While many 25-year-olds were mostly concerned with drinking wine, Alice Rule was making it.
Five years later, Rule is the first New Zealand wine producer to introduce carbon offsets to her website and is on track to becoming the first New Zealand owned and operated wine business to be carbon positive.
Her wine business, 3sixty2, was founded on her desire to build a wine brand that had sustainability at its core, right from the wine production, to the packaging, to the market.
Being a carbon positive business means going beyond carbon zero by creating environmental benefit that will remove additional carbon dioxide from the atmosphere.
A major step towards being carbon positive was to rebuild 3sixty2’s entire website on Shopify to allow for the incorporation of CarbonClicks.
CarbonClicks is platform added to the online checkout process that when clicked, adds a small payment to the transaction, which goes towards forest restoration, tree planting and renewable energy projects.
When Rule first started her business, she realised the amount of waste that was going on in the marketing collateral, particularly in the premium wine market which was where she wanted to focus on.
“It’s been a dream of mine to accelerate the circular economy in New Zealand wine and I’ve invested seriously in this.
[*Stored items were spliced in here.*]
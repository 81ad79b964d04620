//! # Configuration
//!
//! Client settings are read from the environment, after loading a `.env`
//! file when present.
//!
//! | Variable | Purpose |
//! |---|---|
//! | `CLIENT_ID`, `CLIENT_SECRET` | Default credential pair |
//! | `CLIENT_ID_AV`, `CLIENT_SECRET_AV` | Age verification credentials |
//! | `CLIENT_ID_KYC`, `CLIENT_SECRET_KYC` | KYC match credentials |
//! | `CLIENT_ID_LOCATION`, `CLIENT_SECRET_LOCATION` | Device location credentials |
//! | `CLIENT_ID_SIM_SWAP`, `CLIENT_SECRET_SIM_SWAP` | SIM swap credentials |
//! | `API_BASE_URL` | Gateway base URL |
//! | `RETRY_MAX` | Retries after the first attempt |
//! | `RETRY_BACKOFF_MS` | Delay before the first retry |
//! | `RETRY_MAX_BACKOFF_MS` | Upper bound on any retry delay |
//! | `REQUEST_TIMEOUT_SECS` | Per-request timeout |
//! | `BULK_PACING_MS` | Delay between subjects in bulk verification |

use std::time::Duration;

use config::{Config as Cfg, Environment};
use serde::Deserialize;
use tracing::warn;

use crate::capability::Capability;
use crate::credentials::{CredentialSet, Credentials};
use crate::error::Error;
use crate::retry::RetryPolicy;

/// The gateway sandbox environment.
pub const DEFAULT_BASE_URL: &str = "https://sandbox.opengateway.telefonica.com/apigateway";

/// Default per-request timeout.
pub const DEFAULT_TIMEOUT: Duration = Duration::from_secs(15);

/// Default delay between subjects in bulk verification.
pub const DEFAULT_BULK_PACING: Duration = Duration::from_millis(1000);

/// Resolved client configuration.
#[derive(Clone, Debug)]
pub struct Config {
    /// Gateway base URL, without a trailing slash.
    pub base_url: String,

    /// Client credentials per capability.
    pub credentials: CredentialSet,

    /// Retry behaviour for transient failures.
    pub retry: RetryPolicy,

    /// Per-request timeout.
    pub timeout: Duration,

    /// Delay between subjects in bulk verification.
    pub bulk_pacing: Duration,
}

impl Default for Config {
    fn default() -> Self {
        Self {
            base_url: DEFAULT_BASE_URL.to_string(),
            credentials: CredentialSet::default(),
            retry: RetryPolicy::default(),
            timeout: DEFAULT_TIMEOUT,
            bulk_pacing: DEFAULT_BULK_PACING,
        }
    }
}

// Raw settings as read from the environment.
#[derive(Debug, Default, Deserialize)]
#[serde(default)]
struct Settings {
    client_id: Option<String>,
    client_secret: Option<String>,
    client_id_av: Option<String>,
    client_secret_av: Option<String>,
    client_id_kyc: Option<String>,
    client_secret_kyc: Option<String>,
    client_id_location: Option<String>,
    client_secret_location: Option<String>,
    client_id_sim_swap: Option<String>,
    client_secret_sim_swap: Option<String>,
    api_base_url: Option<String>,
    retry_max: Option<u32>,
    retry_backoff_ms: Option<u64>,
    retry_max_backoff_ms: Option<u64>,
    request_timeout_secs: Option<u64>,
    bulk_pacing_ms: Option<u64>,
}

impl Config {
    /// Load configuration from `.env` and the process environment.
    ///
    /// # Errors
    ///
    /// Returns an [`Error::Configuration`] if a variable cannot be parsed.
    pub fn load() -> Result<Self, Error> {
        dotenvy::dotenv().ok();
        Self::from_env(Environment::default().try_parsing(true))
    }

    /// Build configuration from an environment source.
    ///
    /// # Errors
    ///
    /// Returns an [`Error::Configuration`] if a variable cannot be parsed.
    pub fn from_env(env: Environment) -> Result<Self, Error> {
        let settings: Settings = Cfg::builder().add_source(env).build()?.try_deserialize()?;
        Ok(Self::from(settings))
    }
}

fn pair(id: Option<String>, secret: Option<String>) -> Option<Credentials> {
    match (id, secret) {
        (Some(id), Some(secret)) if !id.is_empty() && !secret.is_empty() => {
            Some(Credentials::new(id, secret))
        }
        _ => None,
    }
}

impl From<Settings> for Config {
    fn from(s: Settings) -> Self {
        let defaults = Self::default();

        let mut credentials = CredentialSet::default();
        if let Some(creds) = pair(s.client_id, s.client_secret) {
            credentials = credentials.with_default(creds);
        }
        let specific = [
            (Capability::AgeVerification, pair(s.client_id_av, s.client_secret_av)),
            (Capability::KycMatch, pair(s.client_id_kyc, s.client_secret_kyc)),
            (Capability::DeviceLocation, pair(s.client_id_location, s.client_secret_location)),
            (Capability::SimSwap, pair(s.client_id_sim_swap, s.client_secret_sim_swap)),
        ];
        for (capability, creds) in specific {
            if let Some(creds) = creds {
                credentials = credentials.with_capability(capability, creds);
            }
        }

        if credentials.is_empty() {
            warn!("no client credentials configured");
        }
        for creds in credentials.iter() {
            if !creds.is_well_formed() {
                warn!(client_id = %creds.client_id, "client credentials are not in UUID form");
            }
        }

        let mut retry = defaults.retry;
        if let Some(max) = s.retry_max {
            retry.max_retries = max;
        }
        if let Some(ms) = s.retry_backoff_ms {
            retry.initial_backoff = Duration::from_millis(ms);
        }
        if let Some(ms) = s.retry_max_backoff_ms {
            retry.max_backoff = Duration::from_millis(ms);
        }

        Self {
            base_url: s
                .api_base_url
                .filter(|url| !url.is_empty())
                .map_or(defaults.base_url, |url| url.trim_end_matches('/').to_string()),
            credentials,
            retry,
            timeout: s.request_timeout_secs.map_or(defaults.timeout, Duration::from_secs),
            bulk_pacing: s.bulk_pacing_ms.map_or(defaults.bulk_pacing, Duration::from_millis),
        }
    }
}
I realised that as a little fish it’s really hard to push for change so I did a major project on the circular economy of glass, trying to find ways to make sure that our packaging is as sustainable as our production process,” she says.
“Many wine bottles used in New Zealand are made overseas, are heavier and often put in synthetic boxes that are hard to recycle.”
This didn’t sit right with Rule.
“The majority of the wine industry in New Zealand is foreign owned or operated. For me just doing the right thing is what it means to be a Kiwi. It’s not part of a marketing ploy, it’s about being a clean green Kiwi and leading by example.”
Rule also runs an entirely paperless business with Xero and is passionate about avoiding plastic and sourcing ethically when it comes to packaging her precious wine.
“I did not want to put [plastic]tape all over my boxes,” she says.
Instead she uses glue for the boxes going to commercial customers and found a locally-sourced Forest Stewardship Council (FSC) certified wrap for her general customers.
“It means there’s no tape, no plastic, no nothing,” she says. “There’s just an eco-adhesive spray that holds the box closed and then you tear the paper to get into the wine box.”
Rule tries to use New Zealand companies as much as she can throughout her business, and all her packaging is 100% recyclable.
In 2020, Rule was named a finalist for the Sustainable Business Network (SBN) awards in the Change Maker category which she says is one of her proudest achievements to date.
“The reason I joined SBN is because you get exposed to all these other industries and all these other businesses doing things differently and learning from them.”
And it doesn’t stop there.
Her next goal is to make New Zealand wine the most valued wine on the export market.
“I want to improve everyone’s sustainability performance – leading the way,” she says.